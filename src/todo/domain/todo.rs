//! Todo record and its completion lifecycle.

use super::{TodoDomainError, TodoId, TodoText, timestamp};
use chrono::{DateTime, Utc};
use mockable::Clock;
use serde::{Deserialize, Serialize};

/// A single todo item.
///
/// The serialized form uses camel-case field names and omits `completedAt`
/// while the item is active.
#[derive(Debug, Clone, PartialEq, Eq, Serialize, Deserialize)]
#[serde(rename_all = "camelCase")]
pub struct Todo {
    id: TodoId,
    text: TodoText,
    completed: bool,
    #[serde(with = "timestamp")]
    created_at: DateTime<Utc>,
    #[serde(
        default,
        with = "timestamp::option",
        skip_serializing_if = "Option::is_none"
    )]
    completed_at: Option<DateTime<Utc>>,
}

impl Todo {
    /// Creates an active todo stamped with the current clock time.
    #[must_use]
    pub fn new(id: TodoId, text: TodoText, clock: &impl Clock) -> Self {
        Self {
            id,
            text,
            completed: false,
            created_at: timestamp::now_millis(clock),
            completed_at: None,
        }
    }

    /// Returns the identifier.
    #[must_use]
    pub const fn id(&self) -> &TodoId {
        &self.id
    }

    /// Returns the text.
    #[must_use]
    pub const fn text(&self) -> &TodoText {
        &self.text
    }

    /// Returns whether the todo is completed.
    #[must_use]
    pub const fn is_completed(&self) -> bool {
        self.completed
    }

    /// Returns the creation timestamp.
    #[must_use]
    pub const fn created_at(&self) -> DateTime<Utc> {
        self.created_at
    }

    /// Returns the completion timestamp while completed.
    #[must_use]
    pub const fn completed_at(&self) -> Option<DateTime<Utc>> {
        self.completed_at
    }

    /// Returns a copy with the completion state flipped.
    ///
    /// Completing stamps `completed_at` with the current clock time;
    /// reopening clears it.
    #[must_use]
    pub fn toggled(&self, clock: &impl Clock) -> Self {
        let completed = !self.completed;
        let completed_at = completed.then(|| timestamp::now_millis(clock));
        Self {
            completed,
            completed_at,
            ..self.clone()
        }
    }

    /// Verifies that the completion flag and timestamp agree.
    ///
    /// # Errors
    ///
    /// Returns [`TodoDomainError::CompletionMismatch`] when `completed_at` is
    /// set on an active todo or missing on a completed one.
    pub fn check_consistency(&self) -> Result<(), TodoDomainError> {
        if self.completed != self.completed_at.is_some() {
            return Err(TodoDomainError::CompletionMismatch(self.id.clone()));
        }
        Ok(())
    }
}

__WHAT YOU WILL DO__: Every line containing the word "while" should be copied from the material.

__ANSWER TO THIS TASK__:
/// while the item is active.
    /// Returns the completion timestamp while completed.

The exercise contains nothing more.